Evolved Expression
I love this quote by Werner von Braun at the beginning of Thomas Pynchon’s Gravity’s Rainbow: Nature does not know extinction. It knows only transformation. A great definition of evolution, I think, and I have always been a fan of evolution because it reveals life as constant motion towards. The question, it seems to me, is towards what? The scientist might say survival. That is the equation of life. You live so you can live and then keep on living while you make more life that keeps on living. Everything from art to romance to French food is merely an expression of our biological need to not die. Yet I find not dying a hollow motivation to write. It turns all of creation into a contest to see who can forestall the inevitable the longest, a contest everyone loses eventually.

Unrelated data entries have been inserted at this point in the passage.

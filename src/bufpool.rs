use std::fmt;
use std::mem;
use std::ops::Deref;
use std::ops::DerefMut;
use std::sync::Arc;

use parking_lot::Mutex;

use crate::metrics::Metrics;

/// Pool of reusable, fixed-capacity read buffers for streaming handles.
///
/// Requests larger than the pooled capacity get a one-off allocation that
/// is not returned to the pool.
pub(crate) struct BufferPool {
    buf_size: usize,
    bufs: Mutex<Vec<Vec<u8>>>,
    metrics: Arc<Metrics>,
}

impl BufferPool {
    pub(crate) fn new(buf_size: usize, metrics: Arc<Metrics>) -> BufferPool {
        BufferPool {
            buf_size,
            bufs: Mutex::new(Vec::new()),
            metrics,
        }
    }

    /// Hands out a buffer of at least `want` bytes.
    pub(crate) fn acquire(&self, want: usize) -> PooledBuf<'_> {
        if want > self.buf_size {
            self.metrics.pool_miss(want);
            return PooledBuf {
                buf: vec![0; want],
                home: None,
            };
        }
        let buf = self
            .bufs
            .lock()
            .pop()
            .unwrap_or_else(|| vec![0; self.buf_size]);
        self.metrics.pool_hit(want);
        PooledBuf {
            buf,
            home: Some(self),
        }
    }

    fn put(&self, buf: Vec<u8>) {
        if buf.len() == self.buf_size {
            self.bufs.lock().push(buf);
        }
    }

    #[cfg(test)]
    fn pooled(&self) -> usize {
        self.bufs.lock().len()
    }
}

impl fmt::Debug for BufferPool {
    fn fmt(&self, f: &mut fmt::Formatter<'_>) -> fmt::Result {
        f.debug_struct("BufferPool")
            .field("buf_size", &self.buf_size)
            .finish()
    }
}

/// A buffer borrowed from a [`BufferPool`]; pooled buffers go back on
/// drop, on every exit path.
pub(crate) struct PooledBuf<'a> {
    buf: Vec<u8>,
    home: Option<&'a BufferPool>,
}

impl Deref for PooledBuf<'_> {
    type Target = [u8];

    fn deref(&self) -> &[u8] {
        &self.buf
    }
}

impl DerefMut for PooledBuf<'_> {
    fn deref_mut(&mut self) -> &mut [u8] {
        &mut self.buf
    }
}

impl Drop for PooledBuf<'_> {
    fn drop(&mut self) {
        if let Some(pool) = self.home {
            pool.put(mem::take(&mut self.buf));
        }
    }
}

impl fmt::Debug for PooledBuf<'_> {
    fn fmt(&self, f: &mut fmt::Formatter<'_>) -> fmt::Result {
        f.debug_struct("PooledBuf")
            .field("len", &self.buf.len())
            .field("pooled", &self.home.is_some())
            .finish()
    }
}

Rather a grim equation that, and so the Existentialist would say life is movement towards death. You know where you’re going, friend—the same place we’re all going, the same place everyone from Beethoven to Genghis Kahn has gone. Whistle through the graveyard all you want, that’s the end result.
But what use is this to us? While I am alive I must get up everyday and make choices. I cannot help this or stop it. I must choose what words to put on the page and what to eat and whom to talk to. Whether life is a movement toward death or not, my life in the living is constant choice.
My book moves forward, moves toward, with every word I choose. Every word I choose evolves my story. And as I look at that story, and the story that came before it, and the story that came before it, I can see each story living within the other. None of them dead or trying not to die, but each of them showing me the expanding potential of my choices, each of them transforming, word by word, the evolving expression of love.